Lundi 16 mars : "Quinze, vingt appels de clients ce matin"
"Ce début de semaine est très compliqué. Nos ventes commencent à grimper, elles ont déjà bondi de 30%. Comment travailler et nous occuper des enfants en même temps ? Nous ne sommes que quatre à l'exploitation : moi, mon mari et deux salariés. J'ai demandé hier soir le renfort de notre stagiaire, pour tenter d'avoir une journée ressemblant à quelque chose.
Dans ma vie, je crois n’avoir jamais passé autant de temps au téléphone. Quinze, vingt appels ce matin. Avec le confinement qui s’annonce, des clients veulent compléter leurs commandes, d’autres les annulent. Certains ne savent pas s’ils pourront venir les récupérer. Et beaucoup craignent de ne plus pouvoir sortir. Moi, je tente de les rassurer.
J’ai des clients paniqués au téléphone. Nous, les commerçants, pouvons être de vrais psychologues.
Marie, maraîchère bio
Ce travail, je le fais depuis la maison. Avec la fermeture des écoles, nous avons quatre enfants à garder : deux garçons, 9 et 7 ans, et deux jumelles de 5 ans. Leurs instituteurs nous ont beaucoup écrit pour continuer les classes à domicile. Je les ai déjà prévenus — nous ne pourrons pas tout suivre, et les enfants ne savent pas utiliser un ordinateur. Ce matin, il est impossible de gérer les devoirs et le travail. Je les ai laissés dormir (histoire de gagner du temps pour autre chose !), puis ils ont joué dehors. Nous avons de la chance, avec cette grande maison et ce jardin.
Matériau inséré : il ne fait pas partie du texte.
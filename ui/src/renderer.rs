//! Page renderer state: the visible page, the fade in flight and nav highlighting.

use std::time::Duration;

use dioxus::prelude::*;

use crate::compat;
use crate::pages::PageId;

/// Which single navigation entry is highlighted. `None` before the first render.
#[derive(Clone, Copy, Debug, Default, PartialEq, Eq)]
pub struct ActiveNav(Option<PageId>);

impl ActiveNav {
    /// Marks exactly `page` as active.
    pub fn update(&mut self, page: PageId) {
        self.0 = Some(page);
    }

    pub fn is_active(&self, page: PageId) -> bool {
        self.0 == Some(page)
    }
}

/// Identifies one `begin` call; only the latest ticket may settle.
#[derive(Clone, Copy, Debug, PartialEq, Eq)]
pub struct RenderTicket(u64);

/// Swaps the visible page behind a short fade.
///
/// A render is split in two: `begin` records the requested page and starts the
/// fade, `settle` performs the swap once the fade delay has passed. Only the
/// most recent `begin` can settle, so rapid renders are last-write-wins and a
/// single page is ever visible.
#[derive(Clone, Debug, Default, PartialEq, Eq)]
pub struct PageRenderer {
    visible: PageId,
    pending: Option<PageId>,
    latest: u64,
    nav: ActiveNav,
}

impl PageRenderer {
    /// Starts rendering `requested`, resolving unknown ids to `home`.
    pub fn begin(&mut self, requested: &str) -> RenderTicket {
        let page = PageId::resolve(requested);
        self.latest += 1;
        self.pending = Some(page);
        self.nav.update(page);
        RenderTicket(self.latest)
    }

    /// Swaps in the pending page if `ticket` is the latest render.
    pub fn settle(&mut self, ticket: RenderTicket) -> bool {
        if ticket.0 != self.latest {
            return false;
        }
        match self.pending.take() {
            Some(page) => {
                self.visible = page;
                true
            }
            None => false,
        }
    }

    /// Renders `requested` without a fade.
    pub fn render_now(&mut self, requested: &str) -> PageId {
        let ticket = self.begin(requested);
        self.settle(ticket);
        self.visible
    }

    pub fn visible(&self) -> PageId {
        self.visible
    }

    /// True while a render is waiting for its fade to finish.
    pub fn is_fading(&self) -> bool {
        self.pending.is_some()
    }

    pub fn nav(&self) -> ActiveNav {
        self.nav
    }
}

/// Renders `requested` with the fade transition, then scrolls to the top.
pub fn navigate(mut renderer: Signal<PageRenderer>, requested: &str, fade_delay: Duration) {
    let ticket = renderer.write().begin(requested);
    dioxus_logger::tracing::debug!("render {} ({:?})", requested, ticket);

    spawn(async move {
        compat::sleep(fade_delay).await;
        if renderer.write().settle(ticket) {
            compat::scroll_to_top();
        }
    });
}

#[cfg(test)]
mod tests {
    use super::*;
    use crate::pages::registry;
    use strum::IntoEnumIterator;

    fn active_count(renderer: &PageRenderer) -> usize {
        PageId::iter()
            .filter(|page| renderer.nav().is_active(*page))
            .count()
    }

    #[test]
    fn nothing_is_active_before_first_render() {
        let renderer = PageRenderer::default();
        assert_eq!(active_count(&renderer), 0);
    }

    #[test]
    fn render_marks_exactly_one_nav_entry() {
        let mut renderer = PageRenderer::default();
        for page in PageId::iter() {
            renderer.render_now(page.id());
            assert_eq!(active_count(&renderer), 1);
            assert!(renderer.nav().is_active(page));
            assert_eq!(renderer.visible(), page);
        }
    }

    #[test]
    fn update_active_nav_is_idempotent() {
        let mut nav = ActiveNav::default();
        nav.update(PageId::Dex);
        let once = nav;
        nav.update(PageId::Dex);
        assert_eq!(nav, once);
    }

    #[test]
    fn unknown_page_renders_like_home() {
        let mut unknown = PageRenderer::default();
        unknown.render_now("casino");

        let mut home = PageRenderer::default();
        home.render_now("home");

        assert_eq!(unknown, home);
        assert!(std::ptr::eq(
            registry().get(unknown.visible()),
            registry().get(home.visible())
        ));
    }

    #[test]
    fn last_render_wins_when_fades_overlap() {
        let mut renderer = PageRenderer::default();
        let lending = renderer.begin("lending");
        let dex = renderer.begin("dex");

        // The earlier fade finishing first must not show lending.
        assert!(!renderer.settle(lending));
        assert_eq!(renderer.visible(), PageId::Home);
        assert!(renderer.is_fading());

        assert!(renderer.settle(dex));
        assert_eq!(renderer.visible(), PageId::Dex);
        assert!(!renderer.is_fading());
        assert!(renderer.nav().is_active(PageId::Dex));
    }

    #[test]
    fn last_render_wins_in_either_settle_order() {
        let mut renderer = PageRenderer::default();
        let lending = renderer.begin("lending");
        let dex = renderer.begin("dex");

        assert!(renderer.settle(dex));
        assert!(!renderer.settle(lending));
        assert_eq!(renderer.visible(), PageId::Dex);
        assert_eq!(active_count(&renderer), 1);
    }
}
J’ai réussi à concocter riz et poisson pour le déjeuner, entre deux coups de téléphone. Les appels de clients continuent ce midi, dans tous les sens. Des collègues de l’association de producteurs m’appellent à leur tour : il leur faut plus de légumes, leurs clients en réclament."
Mardi 17 mars : "Le travail est épuisant"
"Réveil bien matinal. Ce matin, tout le monde était au travail à 7 heures, contre 8h30 en temps normal. La matinée a débuté avec la récolte des verdures, suivie de la préparation des commandes. Entre celles à compléter et d’autres à annuler, le travail est, intellectuellement, épuisant. Il y a tant de demandes à retenir et le téléphone continue de sonner. On nous demande si les livraisons sont maintenues. Oui, mais nous ne voulons pas être des vecteurs de transmission. J’appelle mes clients âgés, je dois leur demander de ne plus se rendre aux points de distribution.
Confinement oblige, je prépare aussi des attestations pour mes salariés. Une matinée intense. Il y a tellement à gérer, entre le volume de préparation et l’inquiétude des gens qui nous appellent. Notre inquiétude, aussi. Ces clients, vont-ils continuer d’acheter chez nous ? Ne vont-ils pas plutôt aller au supermarché ? Il faut qu’on puisse continuer à travailler !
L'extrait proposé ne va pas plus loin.